Unlike the open-membership policy of the Knights of Labor (from whom the AFL gained numerous members in 1886), the AFL determined to organize by craft: At the outset, its member unions included a total of 140,000 skilled laborers. Gompers, who immigrated from England in 1863 and became the first registered member of the Cigar-Makers’ International Union in 1864, had been active in labor for more than two decades. Once chosen as president of the AFL, Gompers remained in that office, with the exception of only one year, until his death in 1924. During the nearly 40-year period, he shaped the labor federation and helped it make strides by determining a general policy that allowed member unions autonomy. Unlike the Knights of Labor, which pursued long-term goals such as Knights leader Terence Powderly’s abstract objective of making “every man his own master—every man his own employer,” the AFL focused its efforts on specific, short-term goals such as higher wages, shorter hours, and the right to bargain collectively (when an employer agrees to negotiate with worker/union representatives).
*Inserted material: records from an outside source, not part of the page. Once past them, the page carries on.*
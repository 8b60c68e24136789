//! Report error types.

use chrono::NaiveDate;
use neraca_shared::{AppError, types::AccountId};
use thiserror::Error;

use crate::ledger::StoreError;

/// Errors that can occur during report generation.
///
/// A ledger that does not balance is not an error: assemblers report it in
/// their `is_balanced` and `difference` fields.
#[derive(Debug, Error)]
pub enum ReportError {
    /// Account not found.
    #[error("Account not found: {0}")]
    AccountNotFound(AccountId),

    /// Invalid date range.
    #[error("Invalid date range: start {start} is after end {end}")]
    InvalidDateRange {
        /// Start date.
        start: NaiveDate,
        /// End date.
        end: NaiveDate,
    },

    /// Date string is not an ISO `YYYY-MM-DD` date.
    #[error("Invalid date: {0:?} (expected YYYY-MM-DD)")]
    InvalidDate(String),

    /// A comparative report was requested without any period.
    #[error("At least one period is required")]
    NoPeriods,

    /// The ledger store failed. Never retried.
    #[error(transparent)]
    Store(#[from] StoreError),
}

impl From<ReportError> for AppError {
    fn from(err: ReportError) -> Self {
        match err {
            ReportError::AccountNotFound(_) => Self::NotFound(err.to_string()),
            ReportError::InvalidDateRange { .. }
            | ReportError::InvalidDate(_)
            | ReportError::NoPeriods => Self::InvalidRange(err.to_string()),
            ReportError::Store(_) => Self::Database(err.to_string()),
        }
    }
}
In the 1890s the AFL was weakened by labor violence, which evoked public fears. A July 1892 strike at the Carnegie Steel plant in Homestead, Pennsylvania, turned into a riot between angry steelworkers and Pinkerton guards. The militia was called in to monitor the strike, which five months later ended in failure for the AFL-affiliated steel-workers. Nevertheless, under Gompers’s leadership, membership of the AFL grew to more than 1 million by 1901 and to 2.5 million by 1917, when it included 111 national unions and 27,000 local unions. The federation collected dues from its members, creating a fund to aid striking workers. The organization avoided party politics, instead seeking out and supporting advocates regardless of political affiliation. The AFL worked to support the establishment of the U.S. Department of Labor (1913), which administers and enforces statutes promoting the welfare and advancement of the American workforce, and the passage of the Clayton Anti-Trust Act (1914), which strengthened the Sherman Anti-Trust Act of 1890, eventually delivering a blow to monopolies.
The CIO was founded in 1938. In the early 1930s several AFL unions banded together as the Committee for Industrial Organization and successfully conducted campaigns to sign up new members in mass-production facilities such as the automobile, steel, and rubber industries. Since these initiatives (which resulted in millions of new members) were against the AFL policy of signing up only skilled laborers by craft (the CIO had reached out to all industrial workers, regardless of skill level or craft), a schism resulted within the AFL. The unions that had participated in the CIO membership drive were expelled from the AFL; the CIO established itself as a federation in 1938, officially changing its name to the Congress of Industrial Organizations.
In 1955, amidst a climate of increasing anti-unionism, the AFL and CIO rejoined to form one strong voice. Today the organization has craft and industrial affiliates at the international, national, state, and local levels, with membership totaling in the millions.